Microcystis phylogeny

The phylogeny based on sequence similarity of the single-copy core genes suggested the existence of 23 conserved, monophyletic clusters containing 113 genomes (Fig. 2A). Nine genomes, including the outgroup, failed to group with any other genome. The presence of 23 single-copy core gene clusters was corroborated by the pan-gene presence-absence tree (Fig. 2B). There were some differences in topology between the single-copy core and pan-gene trees, but they had identical cluster membership, including the same nine outliers. All 23 clusters included at least two genomes, were monophyletic, genomically coherent across core- and pan-gene phylogenies, and were supported by high bootstrap values. Moreover, ANI and dDDH analyses (fig. S2) revealed that 16 of the 23 clusters could be defined by thresholds of 0.970 and 0.750, respectively, with maximum between cluster ANI and dDDH values of 0.969 and 0.746, respectively (table S3).

Fig. 2. Microcystis core- and pan-gene phylogenies.

Fig. 2.

Twenty-three genomically coherent, monophyletic clusters identified by comparing core phylogeny and pangenome-based dDDH/ANI clustering. (A) Rooted maximum likelihood phylogenetic tree inferred for 122 Microcystis genomes using the concatenated alignment of 1452 single-copy core genes. A total of 1,330,000 nucleotide positions was used, and M. aeruginosa Ma_SC_T_19800800_S464 was used as an outgroup, as identified through a previous comparison of all Microcystis genomes to other cyanobacteria (see fig. S1). (B) Phylogeny based on the binary gene presence and absence matrix of all pan-genes. Bootstrap support values were calculated from 1000 replicates; values above 500 are indicated. Lettered color segments indicate genospecies supported by ANI and dDDH clustering; numbered gray segments indicate clusters that were not supported by ANI and dDDH.

Twenty-two of 23 clusters and 15 of the 16 putative genospecies contained at least one genome previously described as M. aeruginosa [as identified in the National Center for Biotechnology Information (NCBI) database]. Twelve clusters and 10 genospecies included at least two morphospecies. Genospecies C was composed solely of M. panniformis. However, some M. panniformis genomes also aligned with genospecies D (containing M. aeruginosa and unidentified Microcystis sp.). Genospecies B, H, and I contained both M. aeruginosa and M. wesenbergii. Genospecies J and M, as well as cluster 20, contained both M. aeruginosa and M. flos-aquae. Strains identified as M. viridis appeared in genospecies G and cluster 21. The nine genomes that did not cluster in either tree included six strains identified as M. aeruginosa (the outgroup Ma_SC_T_19800800_S464, Ma_W13_11, Ma_MB_F_20061100_S20D, Ma_QC_C_20070703_M131, Ma_NIES4325, and Ma_KW), one M. wesenbergii strain (Mw_MB-S_200031200_S109D), the only high-quality M. novacekii strain (Mn_MB_F_20050700_S1D), and one unclassified Microcystis strain (Msp_0824).

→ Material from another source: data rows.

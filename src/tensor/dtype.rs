//! Element types and scalar values.

use std::fmt;

use serde::{Deserialize, Serialize};

use crate::error::{RankDataError, Result};

/// Element type of a feature tensor.
#[derive(Debug, Clone, Copy, PartialEq, Eq, Hash, Serialize, Deserialize)]
#[serde(rename_all = "lowercase")]
pub enum DType {
    Float32,
    Int64,
    String,
}

impl fmt::Display for DType {
    fn fmt(&self, f: &mut fmt::Formatter<'_>) -> fmt::Result {
        match self {
            DType::Float32 => write!(f, "float32"),
            DType::Int64 => write!(f, "int64"),
            DType::String => write!(f, "string"),
        }
    }
}

/// A single value of one of the supported element types.
///
/// In configuration files scalars are written as plain JSON numbers or
/// strings; integers deserialize as [`Scalar::Int64`] and are cast to the
/// field's dtype when specs are resolved.
#[derive(Debug, Clone, PartialEq, Serialize, Deserialize)]
#[serde(from = "RawScalar", into = "RawScalar")]
pub enum Scalar {
    Float32(f32),
    Int64(i64),
    Bytes(Vec<u8>),
}

#[derive(Debug, Clone, Serialize, Deserialize)]
#[serde(untagged)]
enum RawScalar {
    Int(i64),
    Float(f64),
    Text(String),
}

impl From<RawScalar> for Scalar {
    fn from(raw: RawScalar) -> Self {
        match raw {
            RawScalar::Int(v) => Scalar::Int64(v),
            RawScalar::Float(v) => Scalar::Float32(v as f32),
            RawScalar::Text(v) => Scalar::Bytes(v.into_bytes()),
        }
    }
}

impl From<Scalar> for RawScalar {
    fn from(scalar: Scalar) -> Self {
        match scalar {
            Scalar::Float32(v) => RawScalar::Float(v as f64),
            Scalar::Int64(v) => RawScalar::Int(v),
            Scalar::Bytes(v) => RawScalar::Text(String::from_utf8_lossy(&v).into_owned()),
        }
    }
}

impl Scalar {
    /// The dtype this value naturally belongs to.
    pub fn dtype(&self) -> DType {
        match self {
            Scalar::Float32(_) => DType::Float32,
            Scalar::Int64(_) => DType::Int64,
            Scalar::Bytes(_) => DType::String,
        }
    }

    /// The zero value of `dtype`: `0`, `0.0` or the empty string.
    pub fn zero(dtype: DType) -> Self {
        match dtype {
            DType::Float32 => Scalar::Float32(0.0),
            DType::Int64 => Scalar::Int64(0),
            DType::String => Scalar::Bytes(Vec::new()),
        }
    }

    /// Whether this is the zero value of its own dtype.
    pub fn is_zero(&self) -> bool {
        match self {
            Scalar::Float32(v) => *v == 0.0,
            Scalar::Int64(v) => *v == 0,
            Scalar::Bytes(v) => v.is_empty(),
        }
    }

    /// Convert to `dtype`.
    ///
    /// Integers widen to floats; floats narrow to integers only when they are
    /// integral. Numbers and strings never convert into each other.
    pub fn cast(&self, dtype: DType) -> Result<Scalar> {
        match (self, dtype) {
            (Scalar::Float32(v), DType::Float32) => Ok(Scalar::Float32(*v)),
            (Scalar::Int64(v), DType::Int64) => Ok(Scalar::Int64(*v)),
            (Scalar::Bytes(v), DType::String) => Ok(Scalar::Bytes(v.clone())),
            (Scalar::Int64(v), DType::Float32) => Ok(Scalar::Float32(*v as f32)),
            (Scalar::Float32(v), DType::Int64) if v.fract() == 0.0 => Ok(Scalar::Int64(*v as i64)),
            _ => Err(RankDataError::config(format!(
                "cannot use {self} as a {dtype} value"
            ))),
        }
    }

    pub fn as_f32(&self) -> Option<f32> {
        match self {
            Scalar::Float32(v) => Some(*v),
            _ => None,
        }
    }

    pub fn as_i64(&self) -> Option<i64> {
        match self {
            Scalar::Int64(v) => Some(*v),
            _ => None,
        }
    }

    pub fn as_bytes(&self) -> Option<&[u8]> {
        match self {
            Scalar::Bytes(v) => Some(v),
            _ => None,
        }
    }
}

impl fmt::Display for Scalar {
    fn fmt(&self, f: &mut fmt::Formatter<'_>) -> fmt::Result {
        match self {
            Scalar::Float32(v) => write!(f, "{v}"),
            Scalar::Int64(v) => write!(f, "{v}"),
            Scalar::Bytes(v) => write!(f, "{:?}", String::from_utf8_lossy(v)),
        }
    }
}

#[cfg(test)]
mod tests {
    use super::*;

    #[test]
    fn test_cast_widens_integers() {
        assert_eq!(
            Scalar::Int64(-1).cast(DType::Float32).unwrap(),
            Scalar::Float32(-1.0)
        );
        assert_eq!(
            Scalar::Float32(3.0).cast(DType::Int64).unwrap(),
            Scalar::Int64(3)
        );
    }

    #[test]
    fn test_cast_rejects_lossy_and_cross_kind() {
        assert!(Scalar::Float32(0.5).cast(DType::Int64).is_err());
        assert!(Scalar::Int64(1).cast(DType::String).is_err());
        assert!(Scalar::Bytes(b"x".to_vec()).cast(DType::Float32).is_err());
    }

    #[test]
    fn test_zero() {
        assert!(Scalar::zero(DType::Float32).is_zero());
        assert!(Scalar::zero(DType::String).is_zero());
        assert!(!Scalar::Float32(-1.0).is_zero());
    }

    #[test]
    fn test_json_scalars() {
        let values: Vec<Scalar> = serde_json::from_str(r#"[-1, 0.5, "pad"]"#).unwrap();
        assert_eq!(
            values,
            vec![
                Scalar::Int64(-1),
                Scalar::Float32(0.5),
                Scalar::Bytes(b"pad".to_vec())
            ]
        );
    }
}
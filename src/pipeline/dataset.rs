//! Record source to prefetched, normalized batches.

use std::path::PathBuf;
use std::sync::Arc;
use std::thread;

use crossbeam_channel::{Receiver, bounded};
use log::{debug, info, warn};
use rand::SeedableRng;
use rand::rngs::StdRng;
use rand::seq::SliceRandom;

use crate::error::{RankDataError, Result};
use crate::feature::spec::FeatureSpecs;
use crate::pipeline::config::PipelineConfig;
use crate::pipeline::source::{InterleavedSource, RecordIter, RecordSource};
use crate::pipeline::stages::{Batcher, RepeatedRecords, ShuffleBuffer};
use crate::pipeline::tfrecord::TfRecordSource;
use crate::sequence::normalize::NormalizedBatch;
use crate::sequence::parser::SequenceExampleParser;

/// A batched, normalized view of a record source.
///
/// Records are repeated, shuffled and batched, then parsed on a producer
/// thread that runs up to `prefetch_buffer_size` batches ahead.
#[derive(Debug, Clone)]
pub struct RankingDataset {
    source: Arc<dyn RecordSource>,
    parser: Arc<SequenceExampleParser>,
    config: PipelineConfig,
}

impl RankingDataset {
    /// A dataset parsing with the protobuf decoder and `config.list_size`.
    pub fn new(
        source: Arc<dyn RecordSource>,
        context_specs: FeatureSpecs,
        example_specs: FeatureSpecs,
        config: PipelineConfig,
    ) -> Result<Self> {
        let parser = SequenceExampleParser::new(context_specs, example_specs, config.list_size)?;
        Self::with_parser(source, Arc::new(parser), config)
    }

    /// A dataset over several sources, read `reader_num_threads` at a time.
    /// When shuffling, the source order is shuffled too.
    pub fn from_sources(
        mut sources: Vec<Arc<dyn RecordSource>>,
        context_specs: FeatureSpecs,
        example_specs: FeatureSpecs,
        config: PipelineConfig,
    ) -> Result<Self> {
        if config.shuffle {
            match config.shuffle_seed {
                Some(seed) => sources.shuffle(&mut StdRng::seed_from_u64(seed)),
                None => sources.shuffle(&mut rand::rng()),
            }
        }
        let interleaved = InterleavedSource::new(sources, config.reader_num_threads)
            .with_sloppy(config.sloppy_ordering)
            .with_buffer_size(config.batch_size.max(1) * 2);
        Self::new(Arc::new(interleaved), context_specs, example_specs, config)
    }

    /// A dataset over TFRecord files, one source per file.
    pub fn from_tfrecord_files(
        paths: Vec<PathBuf>,
        context_specs: FeatureSpecs,
        example_specs: FeatureSpecs,
        config: PipelineConfig,
    ) -> Result<Self> {
        if paths.is_empty() {
            return Err(RankDataError::invalid_argument("no TFRecord files given"));
        }
        let sources = paths
            .into_iter()
            .map(|path| Arc::new(TfRecordSource::new(path)) as Arc<dyn RecordSource>)
            .collect();
        Self::from_sources(sources, context_specs, example_specs, config)
    }

    /// A dataset using an existing parser; the parser's own list size applies.
    pub fn with_parser(
        source: Arc<dyn RecordSource>,
        parser: Arc<SequenceExampleParser>,
        config: PipelineConfig,
    ) -> Result<Self> {
        config.validate()?;
        Ok(Self {
            source,
            parser,
            config,
        })
    }

    pub fn config(&self) -> &PipelineConfig {
        &self.config
    }

    pub fn parser(&self) -> &SequenceExampleParser {
        &self.parser
    }

    /// Records after repeating and shuffling, before batching.
    pub fn records(&self) -> Result<RecordIter> {
        let records: RecordIter = match self.config.num_epochs {
            Some(1) => self.source.open()?,
            epochs => Box::new(RepeatedRecords::new(Arc::clone(&self.source), epochs)),
        };
        if !self.config.shuffle {
            return Ok(records);
        }
        Ok(Box::new(ShuffleBuffer::new(
            records,
            self.config.shuffle_buffer_size,
            self.config.shuffle_seed,
        )))
    }

    /// Start producing batches. Dropping the returned iterator stops the
    /// producer.
    pub fn batches(&self) -> Result<Batches> {
        let records = self.records()?;
        let batcher = Batcher::new(records, self.config.batch_size, self.config.drops_remainder());
        let parser = Arc::clone(&self.parser);
        let (sender, receiver) = bounded(self.config.prefetch_buffer_size);

        info!(
            "starting pipeline: batch size {}, epochs {:?}, shuffle {}",
            self.config.batch_size, self.config.num_epochs, self.config.shuffle
        );
        let producer = thread::Builder::new()
            .name("batch-producer".to_string())
            .spawn(move || {
                for (index, records) in batcher.enumerate() {
                    let batch = records.and_then(|records| parser.parse(&records));
                    let failed = batch.is_err();
                    if sender.send(batch).is_err() {
                        debug!("batch consumer went away after {index} batches");
                        return;
                    }
                    if failed {
                        return;
                    }
                }
            })?;

        Ok(Batches {
            receiver: Some(receiver),
            producer: Some(producer),
        })
    }
}

/// Prefetched batches from [`RankingDataset::batches`].
#[derive(Debug)]
pub struct Batches {
    receiver: Option<Receiver<Result<NormalizedBatch>>>,
    producer: Option<thread::JoinHandle<()>>,
}

impl Iterator for Batches {
    type Item = Result<NormalizedBatch>;

    fn next(&mut self) -> Option<Self::Item> {
        self.receiver.as_ref()?.recv().ok()
    }
}

impl Drop for Batches {
    fn drop(&mut self) {
        self.receiver.take();
        if let Some(producer) = self.producer.take() {
            if producer.join().is_err() {
                warn!("batch producer panicked");
            }
        }
    }
}
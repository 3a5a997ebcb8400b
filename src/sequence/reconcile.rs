//! Restore declared padding values in freshly decoded per-position fields.

use log::trace;

use crate::error::{RankDataError, Result};
use crate::feature::padding::PaddingRegistry;
use crate::sequence::decoder::ParsedBatch;
use crate::tensor::FeatureTensor;

/// Overwrites the decoder's implicit fill with each registered field's
/// declared default.
///
/// For every row of a registered field, positions at or beyond the row's true
/// length take the registered value; earlier positions keep the decoded data.
/// This keeps sentinel padding (e.g. `-1` labels) distinguishable from real
/// zero-valued positions.
#[derive(Debug, Clone, Copy)]
pub struct PaddingReconciler<'a> {
    registry: &'a PaddingRegistry,
}

impl<'a> PaddingReconciler<'a> {
    pub fn new(registry: &'a PaddingRegistry) -> Self {
        Self { registry }
    }

    /// Correct every registered field of `batch`.
    ///
    /// All registered fields are checked before any is modified, so an error
    /// never leaves a half-corrected batch behind.
    pub fn reconcile(&self, mut batch: ParsedBatch) -> Result<ParsedBatch> {
        for (name, _) in self.registry.iter() {
            let tensor = batch
                .sequence
                .get(name)
                .ok_or_else(|| RankDataError::shape_contract(format!("registered feature '{name}' was not decoded")))?;
            match tensor {
                FeatureTensor::Dense(dense) if dense.ndim() == 3 => {}
                FeatureTensor::Dense(dense) => {
                    return Err(RankDataError::shape_contract(format!(
                        "feature '{name}' must be rank 3 [batch, positions, width], got shape {:?}",
                        dense.shape()
                    )));
                }
                FeatureTensor::Sparse(_) => {
                    return Err(RankDataError::shape_contract(format!(
                        "feature '{name}' has a padding value but decoded sparse"
                    )));
                }
            }
            if !batch.lengths.contains_key(name) {
                return Err(RankDataError::shape_contract(format!(
                    "no true lengths decoded for feature '{name}'"
                )));
            }
        }

        for (name, value) in self.registry.iter() {
            let lengths = &batch.lengths[name];
            if let Some(FeatureTensor::Dense(dense)) = batch.sequence.get_mut(name) {
                trace!("resetting padding of '{name}' to {value}");
                dense.fill_positions_from(lengths, value)?;
            }
        }
        Ok(batch)
    }
}
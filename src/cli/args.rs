//! Command line argument parsing for the rankdata CLI using clap.

use std::path::PathBuf;

use clap::{Parser, Subcommand, ValueEnum};
use serde::{Deserialize, Serialize};

/// rankdata - learning-to-rank data preparation
#[derive(Parser, Debug, Clone)]
#[command(name = "rankdata")]
#[command(about = "Turn ranking records into fixed-shape batches")]
#[command(version = env!("CARGO_PKG_VERSION"))]
#[command(long_about = None)]
pub struct RankDataArgs {
    /// Verbosity level (0=quiet, 1=normal, 2=verbose, 3=debug)
    #[arg(short, long, action = clap::ArgAction::Count)]
    pub verbose: u8,

    /// Quiet mode (overrides verbose)
    #[arg(short, long)]
    pub quiet: bool,

    /// Output format
    #[arg(short = 'f', long = "format", default_value = "human")]
    pub output_format: OutputFormat,

    /// Pretty-print JSON output
    #[arg(long)]
    pub pretty: bool,

    /// Subcommand to execute
    #[command(subcommand)]
    pub command: Command,
}

impl RankDataArgs {
    /// Get the effective verbosity level
    pub fn verbosity(&self) -> u8 {
        if self.quiet {
            0
        } else {
            match self.verbose {
                0 => 1,
                n => n,
            }
        }
    }
}

/// Available CLI commands
#[derive(Subcommand, Debug, Clone)]
pub enum Command {
    /// Aggregate a qid-sorted LibSVM file into per-query arrays (JSON lines)
    Libsvm(LibsvmArgs),

    /// Validate a feature config and show the resolved decode specs
    Specs(SpecsArgs),
}

/// Arguments for LibSVM aggregation
#[derive(Parser, Debug, Clone)]
pub struct LibsvmArgs {
    /// LibSVM input file, sorted by query id
    #[arg(value_name = "INPUT")]
    pub input: PathBuf,

    /// Number of features per document (ids 1..=N)
    #[arg(short = 'n', long)]
    pub num_features: usize,

    /// Documents per query after truncation and padding
    #[arg(short, long)]
    pub list_size: usize,

    /// Seed for the per-query document shuffle
    #[arg(short, long, env = "RANKDATA_SEED")]
    pub seed: Option<u64>,

    /// Write aggregates here instead of stdout
    #[arg(short, long, value_name = "OUTPUT")]
    pub output: Option<PathBuf>,

    /// Stop after this many queries
    #[arg(long)]
    pub limit: Option<usize>,
}

/// Arguments for spec resolution
#[derive(Parser, Debug, Clone)]
pub struct SpecsArgs {
    /// Feature config file (JSON)
    #[arg(value_name = "CONFIG")]
    pub config: PathBuf,

    /// Override the config's list size
    #[arg(short, long)]
    pub list_size: Option<usize>,
}

/// Output format options
#[derive(ValueEnum, Debug, Clone, Copy, PartialEq, Eq, Serialize, Deserialize)]
pub enum OutputFormat {
    /// Human-readable format
    Human,
    /// JSON format
    Json,
}

#[cfg(test)]
mod tests {
    use super::*;

    #[test]
    fn test_verbosity() {
        let args = RankDataArgs::try_parse_from(["rankdata", "specs", "features.json"]).unwrap();
        assert_eq!(args.verbosity(), 1);

        let args = RankDataArgs::try_parse_from(["rankdata", "-vv", "specs", "features.json"]).unwrap();
        assert_eq!(args.verbosity(), 2);

        let args = RankDataArgs::try_parse_from(["rankdata", "--quiet", "specs", "features.json"]).unwrap();
        assert_eq!(args.verbosity(), 0);
    }

    #[test]
    fn test_libsvm_args() {
        let args = RankDataArgs::try_parse_from([
            "rankdata",
            "--format",
            "json",
            "libsvm",
            "train.txt",
            "--num-features",
            "136",
            "--list-size",
            "100",
            "--seed",
            "7",
        ])
        .unwrap();

        assert_eq!(args.output_format, OutputFormat::Json);
        if let Command::Libsvm(libsvm) = args.command {
            assert_eq!(libsvm.num_features, 136);
            assert_eq!(libsvm.list_size, 100);
            assert_eq!(libsvm.seed, Some(7));
            assert!(libsvm.output.is_none());
        } else {
            panic!("Expected Libsvm command");
        }
    }

    #[test]
    fn test_libsvm_requires_list_size() {
        assert!(RankDataArgs::try_parse_from(["rankdata", "libsvm", "train.txt", "-n", "3"]).is_err());
    }
}
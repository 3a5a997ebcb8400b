//! Configuration for batch pipelines.

use serde::{Deserialize, Serialize};

use crate::error::{RankDataError, Result};

/// Configuration for a [`RankingDataset`](crate::pipeline::RankingDataset).
#[derive(Debug, Clone, PartialEq, Eq, Serialize, Deserialize)]
#[serde(default)]
pub struct PipelineConfig {
    /// Number of records per batch.
    pub batch_size: usize,

    /// List size per query; `None` or zero keeps it dynamic per batch.
    pub list_size: Option<usize>,

    /// Passes over the input; `None` repeats forever.
    pub num_epochs: Option<usize>,

    /// Whether sources and records are shuffled.
    pub shuffle: bool,

    /// Capacity of the record shuffle buffer.
    pub shuffle_buffer_size: usize,

    /// Seed for every shuffle; unseeded when `None`.
    pub shuffle_seed: Option<u64>,

    /// Number of parsed batches buffered ahead of the consumer.
    pub prefetch_buffer_size: usize,

    /// Number of sources read concurrently.
    pub reader_num_threads: usize,

    /// Trade deterministic record order for throughput when interleaving.
    pub sloppy_ordering: bool,

    /// Drop a final batch smaller than `batch_size`.
    /// Always done when repeating forever.
    pub drop_final_batch: bool,
}

impl Default for PipelineConfig {
    fn default() -> Self {
        Self {
            batch_size: 32,
            list_size: None,
            num_epochs: None,
            shuffle: true,
            shuffle_buffer_size: 1000,
            shuffle_seed: None,
            prefetch_buffer_size: 32,
            reader_num_threads: 10,
            sloppy_ordering: true,
            drop_final_batch: false,
        }
    }
}

impl PipelineConfig {
    pub fn new(batch_size: usize) -> Self {
        Self {
            batch_size,
            ..Default::default()
        }
    }

    pub fn with_list_size(mut self, list_size: usize) -> Self {
        self.list_size = Some(list_size);
        self
    }

    pub fn with_num_epochs(mut self, num_epochs: usize) -> Self {
        self.num_epochs = Some(num_epochs);
        self
    }

    pub fn with_shuffle(mut self, shuffle: bool) -> Self {
        self.shuffle = shuffle;
        self
    }

    pub fn with_shuffle_seed(mut self, seed: u64) -> Self {
        self.shuffle_seed = Some(seed);
        self
    }

    pub fn with_sloppy_ordering(mut self, sloppy: bool) -> Self {
        self.sloppy_ordering = sloppy;
        self
    }

    pub fn with_drop_final_batch(mut self, drop: bool) -> Self {
        self.drop_final_batch = drop;
        self
    }

    /// Whether a short final batch is discarded.
    pub fn drops_remainder(&self) -> bool {
        self.drop_final_batch || self.num_epochs.is_none()
    }

    pub fn validate(&self) -> Result<()> {
        if self.batch_size == 0 {
            return Err(RankDataError::invalid_argument("batch_size must be positive"));
        }
        if self.shuffle && self.shuffle_buffer_size == 0 {
            return Err(RankDataError::invalid_argument(
                "shuffle_buffer_size must be positive when shuffling",
            ));
        }
        if self.reader_num_threads == 0 {
            return Err(RankDataError::invalid_argument("reader_num_threads must be positive"));
        }
        Ok(())
    }
}
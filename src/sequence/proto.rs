//! `SequenceExample` protobuf messages.
//!
//! Wire-compatible with `tensorflow/core/example/{feature,example}.proto`.
//! Field tags and packing follow those definitions.

use std::collections::HashMap;

#[derive(Clone, PartialEq, prost::Message)]
pub struct BytesList {
    #[prost(bytes = "vec", repeated, tag = "1")]
    pub value: Vec<Vec<u8>>,
}

#[derive(Clone, PartialEq, prost::Message)]
pub struct FloatList {
    #[prost(float, repeated, tag = "1")]
    pub value: Vec<f32>,
}

#[derive(Clone, PartialEq, prost::Message)]
pub struct Int64List {
    #[prost(int64, repeated, tag = "1")]
    pub value: Vec<i64>,
}

#[derive(Clone, PartialEq, prost::Message)]
pub struct Feature {
    #[prost(oneof = "feature::Kind", tags = "1, 2, 3")]
    pub kind: Option<feature::Kind>,
}

pub mod feature {
    #[derive(Clone, PartialEq, prost::Oneof)]
    pub enum Kind {
        #[prost(message, tag = "1")]
        BytesList(super::BytesList),
        #[prost(message, tag = "2")]
        FloatList(super::FloatList),
        #[prost(message, tag = "3")]
        Int64List(super::Int64List),
    }
}

#[derive(Clone, PartialEq, prost::Message)]
pub struct Features {
    #[prost(map = "string, message", tag = "1")]
    pub feature: HashMap<String, Feature>,
}

#[derive(Clone, PartialEq, prost::Message)]
pub struct FeatureList {
    #[prost(message, repeated, tag = "1")]
    pub feature: Vec<Feature>,
}

#[derive(Clone, PartialEq, prost::Message)]
pub struct FeatureLists {
    #[prost(map = "string, message", tag = "1")]
    pub feature_list: HashMap<String, FeatureList>,
}

#[derive(Clone, PartialEq, prost::Message)]
pub struct SequenceExample {
    #[prost(message, optional, tag = "1")]
    pub context: Option<Features>,
    #[prost(message, optional, tag = "2")]
    pub feature_lists: Option<FeatureLists>,
}

impl Feature {
    pub fn floats(values: Vec<f32>) -> Self {
        Self {
            kind: Some(feature::Kind::FloatList(FloatList { value: values })),
        }
    }

    pub fn int64s(values: Vec<i64>) -> Self {
        Self {
            kind: Some(feature::Kind::Int64List(Int64List { value: values })),
        }
    }

    pub fn bytes<I, B>(values: I) -> Self
    where
        I: IntoIterator<Item = B>,
        B: Into<Vec<u8>>,
    {
        Self {
            kind: Some(feature::Kind::BytesList(BytesList {
                value: values.into_iter().map(Into::into).collect(),
            })),
        }
    }

    /// A feature with no value list at all.
    pub fn empty() -> Self {
        Self { kind: None }
    }
}

impl SequenceExample {
    pub fn new() -> Self {
        Self::default()
    }

    pub fn with_context<S: Into<String>>(mut self, name: S, feature: Feature) -> Self {
        self.context
            .get_or_insert_with(Features::default)
            .feature
            .insert(name.into(), feature);
        self
    }

    pub fn with_feature_list<S: Into<String>>(mut self, name: S, features: Vec<Feature>) -> Self {
        self.feature_lists
            .get_or_insert_with(FeatureLists::default)
            .feature_list
            .insert(name.into(), FeatureList { feature: features });
        self
    }

    pub fn context_feature(&self, name: &str) -> Option<&Feature> {
        self.context.as_ref().and_then(|c| c.feature.get(name))
    }

    pub fn feature_list(&self, name: &str) -> Option<&FeatureList> {
        self.feature_lists
            .as_ref()
            .and_then(|lists| lists.feature_list.get(name))
    }
}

On the basis of the reported geographic origins of each strain, five genospecies revealed some level of geographic fidelity (Fig. 3). All strains within genospecies A, B, and P were isolated from lakes in North America (Canada or United States). However, North American strains are also grouped into genospecies D, E, F, G, H, I, J, M, and O, with 12 genomes falling outside the 16 putative genospecies. Genomes within genospecies K and N were isolated from lakes in East Asia, but East Asian genomes also grouped with genospecies D, G, H, I, J, L, and O, with nine genomes falling outside the 16 putative genospecies. Strains from genospecies C were all isolated from lakes in Brazil, but three Brazilian genomes did not cluster with any of the 16 putative genospecies. Only genospecies F and G appear to be more cosmopolitan, with genospecies F associated with North America, Africa, and Europe and genospecies G associated with North America, East Asia, Europe, and Australia. While there was some evidence for geographic relationships among some of the putative genospecies, ANI, dDDH, and core gene genetic distance revealed little relationship to geographic distance, with geographic distance explaining less than 7% of the variance in ANI, dDDH, or core gene genetic distance values (fig. S3).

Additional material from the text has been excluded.